RECORD EXTRACTS: Begin

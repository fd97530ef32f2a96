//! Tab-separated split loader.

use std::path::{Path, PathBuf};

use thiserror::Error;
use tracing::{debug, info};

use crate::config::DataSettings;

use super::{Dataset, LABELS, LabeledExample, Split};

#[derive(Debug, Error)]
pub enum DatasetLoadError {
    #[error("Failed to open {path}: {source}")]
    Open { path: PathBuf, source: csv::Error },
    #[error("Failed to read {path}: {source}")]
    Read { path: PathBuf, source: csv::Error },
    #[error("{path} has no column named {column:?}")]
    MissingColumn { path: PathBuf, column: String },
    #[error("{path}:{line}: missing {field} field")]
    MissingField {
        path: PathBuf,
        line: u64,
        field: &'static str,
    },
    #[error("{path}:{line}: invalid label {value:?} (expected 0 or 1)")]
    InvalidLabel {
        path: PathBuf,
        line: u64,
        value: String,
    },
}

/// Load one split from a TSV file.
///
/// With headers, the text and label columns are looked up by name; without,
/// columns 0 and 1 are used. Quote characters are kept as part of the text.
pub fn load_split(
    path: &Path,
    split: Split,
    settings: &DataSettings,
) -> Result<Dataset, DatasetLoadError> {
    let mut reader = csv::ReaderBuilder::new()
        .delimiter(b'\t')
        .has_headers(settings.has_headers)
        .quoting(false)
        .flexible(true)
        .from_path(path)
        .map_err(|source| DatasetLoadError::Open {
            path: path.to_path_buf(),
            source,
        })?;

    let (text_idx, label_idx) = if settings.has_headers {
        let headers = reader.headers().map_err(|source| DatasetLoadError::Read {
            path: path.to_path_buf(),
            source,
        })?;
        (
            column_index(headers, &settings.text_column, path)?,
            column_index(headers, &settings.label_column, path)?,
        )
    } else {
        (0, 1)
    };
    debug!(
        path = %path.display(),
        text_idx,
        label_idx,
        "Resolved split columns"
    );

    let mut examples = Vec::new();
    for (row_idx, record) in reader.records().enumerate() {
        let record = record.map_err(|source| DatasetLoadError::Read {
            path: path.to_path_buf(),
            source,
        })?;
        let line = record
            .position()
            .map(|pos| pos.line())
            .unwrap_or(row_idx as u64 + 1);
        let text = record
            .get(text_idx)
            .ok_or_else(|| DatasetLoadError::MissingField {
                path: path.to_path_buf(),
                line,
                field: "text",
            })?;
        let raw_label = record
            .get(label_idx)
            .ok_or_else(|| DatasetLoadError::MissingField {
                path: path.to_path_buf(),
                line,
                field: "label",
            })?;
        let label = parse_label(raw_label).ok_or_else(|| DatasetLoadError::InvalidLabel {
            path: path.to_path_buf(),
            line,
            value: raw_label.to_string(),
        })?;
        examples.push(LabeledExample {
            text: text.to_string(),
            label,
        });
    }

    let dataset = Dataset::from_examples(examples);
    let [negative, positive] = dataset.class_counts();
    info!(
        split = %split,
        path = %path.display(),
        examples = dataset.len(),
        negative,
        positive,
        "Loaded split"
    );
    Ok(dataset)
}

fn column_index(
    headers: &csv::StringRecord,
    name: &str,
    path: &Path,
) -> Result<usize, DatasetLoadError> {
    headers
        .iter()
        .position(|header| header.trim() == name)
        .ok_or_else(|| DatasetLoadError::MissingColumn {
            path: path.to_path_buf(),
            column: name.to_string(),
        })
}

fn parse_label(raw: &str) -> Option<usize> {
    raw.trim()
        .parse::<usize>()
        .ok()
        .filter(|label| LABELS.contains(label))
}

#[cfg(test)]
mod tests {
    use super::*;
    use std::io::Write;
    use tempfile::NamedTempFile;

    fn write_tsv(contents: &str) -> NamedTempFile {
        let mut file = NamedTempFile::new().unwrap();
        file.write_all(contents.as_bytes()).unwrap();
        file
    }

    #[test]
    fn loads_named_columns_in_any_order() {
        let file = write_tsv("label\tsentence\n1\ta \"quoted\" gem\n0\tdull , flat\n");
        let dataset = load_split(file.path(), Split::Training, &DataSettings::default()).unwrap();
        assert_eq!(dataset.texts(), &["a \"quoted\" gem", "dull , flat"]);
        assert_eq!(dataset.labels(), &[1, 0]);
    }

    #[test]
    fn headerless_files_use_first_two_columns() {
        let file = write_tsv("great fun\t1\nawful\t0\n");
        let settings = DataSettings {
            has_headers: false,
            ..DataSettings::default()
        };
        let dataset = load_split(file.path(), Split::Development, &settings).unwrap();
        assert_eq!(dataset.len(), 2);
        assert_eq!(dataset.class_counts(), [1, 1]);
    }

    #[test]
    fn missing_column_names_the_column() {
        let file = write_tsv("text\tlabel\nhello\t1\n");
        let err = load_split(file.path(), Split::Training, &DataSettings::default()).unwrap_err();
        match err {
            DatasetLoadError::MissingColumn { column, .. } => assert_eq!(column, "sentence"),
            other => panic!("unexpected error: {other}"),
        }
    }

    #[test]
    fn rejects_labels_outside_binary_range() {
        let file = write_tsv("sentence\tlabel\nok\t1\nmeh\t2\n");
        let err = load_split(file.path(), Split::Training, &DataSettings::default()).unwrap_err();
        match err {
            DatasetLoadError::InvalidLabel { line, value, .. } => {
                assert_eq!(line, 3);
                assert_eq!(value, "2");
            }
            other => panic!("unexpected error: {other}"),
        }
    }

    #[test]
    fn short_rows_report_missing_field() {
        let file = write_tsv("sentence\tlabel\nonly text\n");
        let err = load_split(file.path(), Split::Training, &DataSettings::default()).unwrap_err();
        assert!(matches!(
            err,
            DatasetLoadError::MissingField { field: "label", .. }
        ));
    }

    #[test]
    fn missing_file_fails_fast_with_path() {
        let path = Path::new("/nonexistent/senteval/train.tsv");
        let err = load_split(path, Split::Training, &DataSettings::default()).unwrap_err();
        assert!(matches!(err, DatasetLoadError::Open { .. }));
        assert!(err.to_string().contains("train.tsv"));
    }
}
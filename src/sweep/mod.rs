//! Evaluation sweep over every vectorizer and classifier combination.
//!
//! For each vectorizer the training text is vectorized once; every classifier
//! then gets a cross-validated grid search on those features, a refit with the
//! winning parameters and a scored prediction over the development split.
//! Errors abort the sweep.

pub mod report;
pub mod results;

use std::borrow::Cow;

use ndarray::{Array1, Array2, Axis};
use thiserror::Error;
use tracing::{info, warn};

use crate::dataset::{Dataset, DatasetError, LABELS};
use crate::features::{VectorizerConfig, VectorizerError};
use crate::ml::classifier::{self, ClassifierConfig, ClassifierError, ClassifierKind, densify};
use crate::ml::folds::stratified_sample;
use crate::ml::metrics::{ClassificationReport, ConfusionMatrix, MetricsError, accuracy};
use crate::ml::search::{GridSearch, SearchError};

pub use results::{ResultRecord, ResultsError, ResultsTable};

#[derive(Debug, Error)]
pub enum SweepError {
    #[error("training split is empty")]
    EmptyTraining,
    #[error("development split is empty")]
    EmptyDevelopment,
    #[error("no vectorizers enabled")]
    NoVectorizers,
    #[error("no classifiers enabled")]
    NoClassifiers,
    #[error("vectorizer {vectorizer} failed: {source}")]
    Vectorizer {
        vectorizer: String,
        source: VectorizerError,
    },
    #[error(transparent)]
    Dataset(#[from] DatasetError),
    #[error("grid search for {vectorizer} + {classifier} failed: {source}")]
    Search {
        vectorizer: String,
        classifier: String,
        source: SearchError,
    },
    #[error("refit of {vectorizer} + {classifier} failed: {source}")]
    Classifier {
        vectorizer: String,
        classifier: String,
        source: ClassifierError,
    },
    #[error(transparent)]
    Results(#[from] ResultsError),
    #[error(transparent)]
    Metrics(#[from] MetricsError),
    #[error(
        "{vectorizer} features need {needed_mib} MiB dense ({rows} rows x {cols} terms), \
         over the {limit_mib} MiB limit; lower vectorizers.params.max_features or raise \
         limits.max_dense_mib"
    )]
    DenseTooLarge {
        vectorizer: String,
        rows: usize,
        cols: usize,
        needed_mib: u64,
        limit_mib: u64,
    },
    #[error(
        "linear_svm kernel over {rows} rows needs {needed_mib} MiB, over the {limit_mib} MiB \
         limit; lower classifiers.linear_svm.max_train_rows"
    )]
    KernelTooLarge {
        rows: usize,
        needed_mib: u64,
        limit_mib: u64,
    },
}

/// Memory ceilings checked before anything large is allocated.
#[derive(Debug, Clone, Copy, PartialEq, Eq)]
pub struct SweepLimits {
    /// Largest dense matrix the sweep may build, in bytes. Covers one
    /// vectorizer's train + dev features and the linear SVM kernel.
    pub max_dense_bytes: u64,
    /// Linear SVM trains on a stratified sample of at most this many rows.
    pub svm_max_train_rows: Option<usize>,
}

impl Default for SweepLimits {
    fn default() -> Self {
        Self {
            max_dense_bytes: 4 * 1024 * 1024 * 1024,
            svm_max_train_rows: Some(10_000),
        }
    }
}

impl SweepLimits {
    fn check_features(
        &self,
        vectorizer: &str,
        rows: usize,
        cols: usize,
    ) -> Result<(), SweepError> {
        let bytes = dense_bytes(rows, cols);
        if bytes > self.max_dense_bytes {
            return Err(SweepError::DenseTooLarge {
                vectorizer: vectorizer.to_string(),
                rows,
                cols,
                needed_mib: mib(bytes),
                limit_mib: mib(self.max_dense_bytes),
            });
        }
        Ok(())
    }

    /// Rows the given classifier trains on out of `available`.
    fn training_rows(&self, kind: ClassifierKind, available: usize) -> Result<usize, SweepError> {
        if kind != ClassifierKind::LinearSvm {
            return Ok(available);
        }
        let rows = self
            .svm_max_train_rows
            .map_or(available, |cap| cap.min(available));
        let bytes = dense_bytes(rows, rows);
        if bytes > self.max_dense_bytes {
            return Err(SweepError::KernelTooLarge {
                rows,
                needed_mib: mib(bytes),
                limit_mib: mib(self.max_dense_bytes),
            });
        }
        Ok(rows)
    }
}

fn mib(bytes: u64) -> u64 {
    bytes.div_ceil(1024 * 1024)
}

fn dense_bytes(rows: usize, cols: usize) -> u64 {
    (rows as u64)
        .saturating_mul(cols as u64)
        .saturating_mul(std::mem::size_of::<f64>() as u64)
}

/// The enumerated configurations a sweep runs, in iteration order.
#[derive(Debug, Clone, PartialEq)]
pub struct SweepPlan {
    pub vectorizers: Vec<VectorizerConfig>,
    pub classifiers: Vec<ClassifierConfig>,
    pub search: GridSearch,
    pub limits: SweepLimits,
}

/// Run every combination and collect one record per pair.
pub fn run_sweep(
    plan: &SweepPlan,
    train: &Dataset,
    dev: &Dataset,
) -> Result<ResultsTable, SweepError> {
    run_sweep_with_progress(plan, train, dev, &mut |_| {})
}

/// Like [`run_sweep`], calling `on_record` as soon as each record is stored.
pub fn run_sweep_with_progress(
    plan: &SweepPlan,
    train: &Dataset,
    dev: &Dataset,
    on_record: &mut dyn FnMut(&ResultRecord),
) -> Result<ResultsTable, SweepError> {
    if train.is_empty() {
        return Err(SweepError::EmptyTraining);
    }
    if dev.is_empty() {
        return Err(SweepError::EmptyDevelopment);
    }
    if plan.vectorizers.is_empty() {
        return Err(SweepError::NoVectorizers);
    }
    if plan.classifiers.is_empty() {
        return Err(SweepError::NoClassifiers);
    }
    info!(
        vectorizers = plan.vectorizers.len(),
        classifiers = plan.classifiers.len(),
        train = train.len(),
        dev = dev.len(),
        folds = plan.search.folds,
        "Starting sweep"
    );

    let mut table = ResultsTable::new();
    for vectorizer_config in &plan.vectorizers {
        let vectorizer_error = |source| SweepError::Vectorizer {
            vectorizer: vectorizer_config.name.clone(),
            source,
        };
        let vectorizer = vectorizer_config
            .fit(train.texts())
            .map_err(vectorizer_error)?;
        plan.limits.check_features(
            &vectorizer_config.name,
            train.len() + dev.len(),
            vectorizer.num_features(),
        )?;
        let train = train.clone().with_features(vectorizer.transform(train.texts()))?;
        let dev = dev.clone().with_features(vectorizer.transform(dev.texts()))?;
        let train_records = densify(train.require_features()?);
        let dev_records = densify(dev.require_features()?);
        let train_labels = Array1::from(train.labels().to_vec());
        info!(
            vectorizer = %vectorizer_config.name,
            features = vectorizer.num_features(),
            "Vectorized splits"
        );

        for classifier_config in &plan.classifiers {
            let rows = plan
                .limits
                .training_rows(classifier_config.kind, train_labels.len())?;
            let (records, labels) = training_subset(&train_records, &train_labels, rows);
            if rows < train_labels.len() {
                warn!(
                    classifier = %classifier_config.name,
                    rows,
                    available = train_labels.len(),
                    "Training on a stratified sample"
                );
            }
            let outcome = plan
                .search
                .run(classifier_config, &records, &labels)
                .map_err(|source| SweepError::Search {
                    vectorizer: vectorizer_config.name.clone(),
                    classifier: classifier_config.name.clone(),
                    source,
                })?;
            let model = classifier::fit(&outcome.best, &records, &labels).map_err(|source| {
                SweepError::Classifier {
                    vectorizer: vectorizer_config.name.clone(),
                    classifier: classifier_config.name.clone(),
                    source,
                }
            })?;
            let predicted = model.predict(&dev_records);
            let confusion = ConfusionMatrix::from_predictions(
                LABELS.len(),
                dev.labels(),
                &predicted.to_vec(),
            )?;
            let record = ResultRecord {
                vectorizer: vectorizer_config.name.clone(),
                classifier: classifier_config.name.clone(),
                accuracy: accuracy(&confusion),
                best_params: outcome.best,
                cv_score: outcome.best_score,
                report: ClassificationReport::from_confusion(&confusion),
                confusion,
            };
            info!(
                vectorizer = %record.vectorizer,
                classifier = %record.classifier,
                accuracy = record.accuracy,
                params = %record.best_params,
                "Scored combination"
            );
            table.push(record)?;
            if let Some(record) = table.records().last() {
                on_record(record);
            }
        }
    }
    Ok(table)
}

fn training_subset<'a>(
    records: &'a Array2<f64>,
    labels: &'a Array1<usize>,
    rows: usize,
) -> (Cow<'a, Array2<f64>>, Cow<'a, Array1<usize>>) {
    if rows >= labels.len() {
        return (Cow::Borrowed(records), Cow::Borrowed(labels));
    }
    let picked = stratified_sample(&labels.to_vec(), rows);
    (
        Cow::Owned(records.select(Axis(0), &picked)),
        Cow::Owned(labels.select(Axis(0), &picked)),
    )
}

RECORD EXTRACTS: End

WHAT THIS TASK INVOLVES:
Using the entries above, return each line that includes the word "model".

EXERCISE RESULT:
            let model = classifier::fit(&outcome.best, &records, &labels).map_err(|source| {
            let predicted = model.predict(&dev_records);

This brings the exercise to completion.